* **EXERCISE PROMPT**: The lines from the start of the data through the line containing "use std::fmt;" are to be reproduced exactly, both ends included.

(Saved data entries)
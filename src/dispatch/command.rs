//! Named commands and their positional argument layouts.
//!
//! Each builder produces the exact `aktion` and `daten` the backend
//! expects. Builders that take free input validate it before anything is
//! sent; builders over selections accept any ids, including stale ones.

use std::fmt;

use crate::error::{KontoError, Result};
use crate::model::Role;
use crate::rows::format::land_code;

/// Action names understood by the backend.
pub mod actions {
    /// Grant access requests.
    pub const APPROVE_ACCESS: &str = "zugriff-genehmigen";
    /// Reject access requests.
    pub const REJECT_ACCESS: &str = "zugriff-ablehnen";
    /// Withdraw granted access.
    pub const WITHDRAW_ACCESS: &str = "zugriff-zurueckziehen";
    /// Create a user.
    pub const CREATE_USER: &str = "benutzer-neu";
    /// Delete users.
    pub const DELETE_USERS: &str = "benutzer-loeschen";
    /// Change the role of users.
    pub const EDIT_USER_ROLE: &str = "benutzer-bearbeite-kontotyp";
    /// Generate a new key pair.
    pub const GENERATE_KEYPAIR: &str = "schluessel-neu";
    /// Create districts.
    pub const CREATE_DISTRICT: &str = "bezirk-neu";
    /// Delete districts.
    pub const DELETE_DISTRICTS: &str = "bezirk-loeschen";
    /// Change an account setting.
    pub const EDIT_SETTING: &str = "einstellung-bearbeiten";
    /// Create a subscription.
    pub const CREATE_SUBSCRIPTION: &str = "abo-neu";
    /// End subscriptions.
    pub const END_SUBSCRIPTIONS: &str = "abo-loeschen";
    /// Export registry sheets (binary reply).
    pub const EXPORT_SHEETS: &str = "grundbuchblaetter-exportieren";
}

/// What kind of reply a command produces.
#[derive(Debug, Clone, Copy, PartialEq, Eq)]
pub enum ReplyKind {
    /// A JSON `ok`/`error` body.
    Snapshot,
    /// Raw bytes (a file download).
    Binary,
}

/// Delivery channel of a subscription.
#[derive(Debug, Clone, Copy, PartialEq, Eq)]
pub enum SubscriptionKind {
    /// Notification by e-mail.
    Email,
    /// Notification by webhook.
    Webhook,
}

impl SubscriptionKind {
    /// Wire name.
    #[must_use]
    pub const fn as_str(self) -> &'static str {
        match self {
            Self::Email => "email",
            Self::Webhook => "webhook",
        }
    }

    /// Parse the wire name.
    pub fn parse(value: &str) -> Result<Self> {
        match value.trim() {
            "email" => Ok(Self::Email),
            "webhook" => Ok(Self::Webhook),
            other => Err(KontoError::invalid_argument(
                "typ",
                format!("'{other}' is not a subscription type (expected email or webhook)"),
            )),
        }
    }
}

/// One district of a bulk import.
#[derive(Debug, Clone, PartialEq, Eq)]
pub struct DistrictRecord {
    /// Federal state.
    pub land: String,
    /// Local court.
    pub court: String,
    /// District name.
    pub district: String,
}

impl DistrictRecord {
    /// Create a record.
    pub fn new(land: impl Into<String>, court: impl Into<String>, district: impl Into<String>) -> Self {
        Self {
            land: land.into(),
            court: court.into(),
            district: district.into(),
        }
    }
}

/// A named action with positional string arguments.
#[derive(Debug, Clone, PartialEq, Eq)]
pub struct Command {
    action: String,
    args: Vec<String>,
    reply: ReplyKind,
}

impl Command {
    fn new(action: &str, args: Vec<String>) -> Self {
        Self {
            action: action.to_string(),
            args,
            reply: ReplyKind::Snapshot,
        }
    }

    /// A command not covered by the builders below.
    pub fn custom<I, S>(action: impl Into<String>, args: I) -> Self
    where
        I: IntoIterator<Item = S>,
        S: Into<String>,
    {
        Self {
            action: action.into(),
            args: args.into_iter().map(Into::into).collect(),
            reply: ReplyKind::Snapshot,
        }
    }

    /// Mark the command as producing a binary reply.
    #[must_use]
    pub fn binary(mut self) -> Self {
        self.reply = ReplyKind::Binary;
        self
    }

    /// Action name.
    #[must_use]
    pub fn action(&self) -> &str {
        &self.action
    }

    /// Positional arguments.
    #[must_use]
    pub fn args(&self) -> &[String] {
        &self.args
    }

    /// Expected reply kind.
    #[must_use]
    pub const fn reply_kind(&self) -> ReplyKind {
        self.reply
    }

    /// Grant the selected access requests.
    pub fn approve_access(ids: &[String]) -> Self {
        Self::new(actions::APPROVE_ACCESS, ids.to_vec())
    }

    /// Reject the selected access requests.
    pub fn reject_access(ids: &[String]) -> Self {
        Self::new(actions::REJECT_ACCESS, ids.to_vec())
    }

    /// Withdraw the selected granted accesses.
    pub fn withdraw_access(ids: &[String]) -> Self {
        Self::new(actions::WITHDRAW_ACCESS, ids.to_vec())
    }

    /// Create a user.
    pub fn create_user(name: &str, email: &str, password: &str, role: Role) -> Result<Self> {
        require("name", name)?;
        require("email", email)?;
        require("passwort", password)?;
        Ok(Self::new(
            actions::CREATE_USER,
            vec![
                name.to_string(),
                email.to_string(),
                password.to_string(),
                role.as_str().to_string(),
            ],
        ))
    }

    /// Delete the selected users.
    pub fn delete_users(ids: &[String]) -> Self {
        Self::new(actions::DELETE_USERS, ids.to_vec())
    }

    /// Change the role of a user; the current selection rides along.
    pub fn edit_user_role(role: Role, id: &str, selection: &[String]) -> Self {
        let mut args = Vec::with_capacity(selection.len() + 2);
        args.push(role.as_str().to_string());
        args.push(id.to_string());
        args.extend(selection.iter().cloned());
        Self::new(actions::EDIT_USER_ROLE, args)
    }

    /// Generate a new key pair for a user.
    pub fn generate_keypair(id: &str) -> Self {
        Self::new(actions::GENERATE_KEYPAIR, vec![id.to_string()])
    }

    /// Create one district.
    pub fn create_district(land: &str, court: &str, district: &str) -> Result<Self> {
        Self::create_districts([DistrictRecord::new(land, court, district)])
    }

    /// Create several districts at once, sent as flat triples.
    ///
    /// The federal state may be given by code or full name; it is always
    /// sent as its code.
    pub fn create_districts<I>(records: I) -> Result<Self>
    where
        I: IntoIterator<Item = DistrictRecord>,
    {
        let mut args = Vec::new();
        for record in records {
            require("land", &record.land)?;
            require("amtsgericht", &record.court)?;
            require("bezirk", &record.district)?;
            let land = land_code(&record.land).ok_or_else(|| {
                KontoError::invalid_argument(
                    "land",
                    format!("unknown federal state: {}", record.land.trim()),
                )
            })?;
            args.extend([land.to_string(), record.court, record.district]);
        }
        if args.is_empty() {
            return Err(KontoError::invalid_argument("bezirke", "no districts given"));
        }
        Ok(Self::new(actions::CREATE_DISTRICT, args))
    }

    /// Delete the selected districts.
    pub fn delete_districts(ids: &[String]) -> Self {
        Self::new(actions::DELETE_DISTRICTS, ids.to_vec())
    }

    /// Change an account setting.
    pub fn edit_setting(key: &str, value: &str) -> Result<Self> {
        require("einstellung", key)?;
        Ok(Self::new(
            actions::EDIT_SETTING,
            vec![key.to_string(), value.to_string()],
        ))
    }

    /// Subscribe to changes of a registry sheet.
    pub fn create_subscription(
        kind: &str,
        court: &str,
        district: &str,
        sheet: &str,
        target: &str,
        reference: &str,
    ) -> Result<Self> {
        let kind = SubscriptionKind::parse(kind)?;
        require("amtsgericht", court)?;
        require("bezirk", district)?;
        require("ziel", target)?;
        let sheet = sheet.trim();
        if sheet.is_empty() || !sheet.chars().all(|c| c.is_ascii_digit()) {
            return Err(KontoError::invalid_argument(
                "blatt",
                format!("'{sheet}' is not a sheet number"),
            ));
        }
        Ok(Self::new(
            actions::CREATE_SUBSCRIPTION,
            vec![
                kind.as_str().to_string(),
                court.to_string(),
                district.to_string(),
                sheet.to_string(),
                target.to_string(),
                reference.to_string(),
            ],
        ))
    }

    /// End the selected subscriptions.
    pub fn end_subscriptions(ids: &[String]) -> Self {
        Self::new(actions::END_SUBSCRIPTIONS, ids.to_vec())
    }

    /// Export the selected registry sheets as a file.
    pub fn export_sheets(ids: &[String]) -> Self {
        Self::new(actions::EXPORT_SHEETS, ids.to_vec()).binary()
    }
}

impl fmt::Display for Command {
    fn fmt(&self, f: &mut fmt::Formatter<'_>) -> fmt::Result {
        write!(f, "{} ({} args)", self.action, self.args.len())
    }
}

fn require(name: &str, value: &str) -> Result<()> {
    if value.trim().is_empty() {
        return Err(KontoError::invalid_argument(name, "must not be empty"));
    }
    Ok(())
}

* **EXERCISE OUTPUT**:
filename src/dispatch/command.rs
//! Named commands and their positional argument layouts.
//!
//! Each builder produces the exact `aktion` and `daten` the backend
//! expects. Builders that take free input validate it before anything is
//! sent; builders over selections accept any ids, including stale ones.

use std::fmt;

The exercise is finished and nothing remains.